HOME_NET: "[10.10.10.0/24, !10.10.10.247/255.255.255.0]" 

Same error

failed to parse address

Seems fine to me.

Unittest - https://github.com/inliniac/suricata/pull/512

sorry, what is the correct syntax to check a subnet but exclude one ip ?

Thanks

Paolo,

HOME_NET: "[10.10.10.0/24, !10.10.10.247]"
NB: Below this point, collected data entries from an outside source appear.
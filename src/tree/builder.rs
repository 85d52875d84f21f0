//! Table builder — packs a sorted run of values into grid blocks.
//!
//! The flush/compaction output path, reduced to what feeding the scan core
//! requires: chunk the staged values into data blocks, store each block in
//! the grid, record its boundary key in the index block, store the index
//! block, and register the resulting [`TableInfo`] in the manifest.

use tracing::debug;

use crate::block::{self, BlockError, DataBlock, IndexBlock, Value};
use crate::grid::Grid;
use crate::manifest::{Manifest, SNAPSHOT_LATEST, Snapshot, TableInfo};

/// Accumulates strictly ascending values, then writes one complete table.
pub struct TableBuilder {
    block_value_count: usize,
    values: Vec<Value>,
}

impl TableBuilder {
    /// `block_value_count` is the number of values packed per data block;
    /// the final block of a table may hold fewer.
    pub fn new(block_value_count: usize) -> Self {
        assert!(block_value_count > 0);
        Self {
            block_value_count,
            values: Vec::new(),
        }
    }

    /// Stages one value. Keys must arrive in strictly ascending order.
    pub fn push(&mut self, value: Value) {
        if let Some(last) = self.values.last() {
            assert!(
                last.key < value.key,
                "table values must be strictly ascending"
            );
        }
        self.values.push(value);
    }

    pub fn len(&self) -> usize {
        self.values.len()
    }

    pub fn is_empty(&self) -> bool {
        self.values.is_empty()
    }

    /// Writes the staged values as one table: data blocks and index block
    /// into `grid`, the [`TableInfo`] into `manifest` on `level`, visible
    /// from `snapshot_min`.
    pub fn commit(
        self,
        grid: &mut Grid,
        manifest: &mut Manifest,
        level: usize,
        snapshot_min: Snapshot,
    ) -> Result<TableInfo, BlockError> {
        assert!(!self.values.is_empty(), "committing an empty table");

        let key_min = self.values[0].key.clone();
        let key_max = self.values[self.values.len() - 1].key.clone();

        let mut index = IndexBlock::new();
        for chunk in self.values.chunks(self.block_value_count) {
            let mut data = DataBlock::new();
            for value in chunk {
                data.push(value.clone());
            }
            let bytes = block::encode_block(&data)?;
            let (address, checksum) = grid.put_block(bytes);
            index.push_entry(chunk[chunk.len() - 1].key.clone(), address, checksum);
        }

        let bytes = block::encode_block(&index)?;
        let (address, checksum) = grid.put_block(bytes);

        let info = TableInfo {
            address,
            checksum,
            key_min,
            key_max,
            snapshot_min,
            snapshot_max: SNAPSHOT_LATEST,
        };
        debug!(
            level,
            address,
            blocks = index.len(),
            values = self.values.len(),
            "table committed"
        );
        manifest.insert_table(level, info.clone());
        Ok(info)
    }
}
But I have tried it, and does not work .

This is a part of log when I start suricata whit your suggested configuration

...
[22022] 2/9/2013 -- 09:09:44 - (detect.c:351) <Error> (DetectLoadSigFile) -- [ERRCODE: SC_ERR_INVALID_SIGNATURE(39)] - error parsing signature "alert http $EXTERNAL_NET any -> $HOME_NET any (msg:"ET CURRENT_EVENTS Styx Exploit Kit Landing Applet With Getmyfile.exe Payload"; flow:established,to_client; content:"<applet"; content:"value="; distance:0; content:"/getmyfile.exe?o="; distance:0; nocase; reference:url,malwaremustdie.blogspot.co.uk/2013/02/the-infection-of-styx-exploit-kit.html; classtype:trojan-activity; sid:2016353; rev:3;)" from file /etc/suricatadev/suricata/rules/emerging-current_events.rules at line 3124
[22022] 2/9/2013 -- 09:09:44 - (detect.c:351) <Error> (DetectLoadSigFile) -- [ERRCODE: SC_ERR_INVALID_SIGNATURE(39)] - error parsing signature "alert http $EXTERNAL_NET any -> $HOME_NET any (msg:"ET CURRENT_EVENTS WSO WebShell Activity POST structure 2"; flow:established,to_server; content:"POST"; http_method; content:" name=|22|c|22|"; http_client_body; content:"name=|22|p1|22|"; http_client_body; fast_pattern; pcre:"/name=(?P<q>[\x22\x27])a(?P=q)[^\r\n]*\r\n[\r\n\s]+(?:S(?:e(?:lfRemove|cInfo)|tringTools|afeMode|ql)|(?:Bruteforc|Consol)e|FilesMan|Network|Logout|Php)/Pi"; classtype:attempted-user; sid:2016354; rev:3;)" from file /etc/suricatadev/suricata/rules/emerging-current_events.rules at line 3127
[22022] 2/9/2013 -- 09:09:44 - (detect.c:351) <Error> (DetectLoadSigFile) -- [ERRCODE: SC_ERR_INVALID_SIGNATURE(39)] - error parsing signature "alert http $EXTERNAL_NET any -> $HOME_NET any (msg:"ET CURRENT_EVENTS CritXPack - Landing Page - Received"; flow:established,to_client; content:"js.pd.js"; content:"|7C|applet|7C|"; classtype:trojan-activity; sid:2016356; rev:3;)" from file /etc/suricatadev/suricata/rules/emerging-current_events.rules at line 3130
[22022] 2/9/2013 -- 09:09:44 - (detect.c:351) <Error> (DetectLoadSigFile) -- [ERRCODE: SC_ERR_INVALID_SIGNATURE(39)] - error parsing signature "alert http $HOME_NET any -> $EXTERNAL_NET any (msg:"ET CURRENT_EVENTS CritXPack - URI - jpfoff.php"; flow:established,to_server; content:"/jpfoff.php?token="; http_uri; classtype:trojan-activity; sid:2016357; rev:2;)" from file /etc/suricatadev/suricata/rules/emerging-current_events.rules at line 3133
[22022] 2/9/2013 -- 09:09:44 - (detect.c:351) <Error> (DetectLoadSigFile) -- [ERRCODE: SC_ERR_INVALID_SIGNATURE(39)] - error parsing signature "alert http $HOME_NET any -> $EXTERNAL_NET any (msg:"ET CURRENT_EVENTS Exploit Kit Java jpg download"; flow:established,to_server; content:".jpg"; http_uri; pcre:"/\.jpg$/U"; content:" Java/1."; http_header; fast_pattern:only; flowbits:set,ET.g01pack.Java.Image; flowbits:noalert; classtype:trojan-activity; sid:2016371; rev:2;)" from file /etc/suricatadev/suricata/rules/emerging-current_events.rules at line 3139
....

Does it matter if you leave or not a space between the nets?

Yes, same problem .

I have the same problem as Paolo Dangeli .

[root@wcc-pt-seccheck01 suricata]# suricata -V
This is Suricata version 2.0beta1 RELEASE

I have tested the patch in [[https://github.com/inliniac/suricata/pull/508]]

Suricata report a error that like this " error parsing signature "alert http $HOME_NET any -> $EXTERNAL_NET any" all the same.
I think this is not only because space ,also because in parsing "!".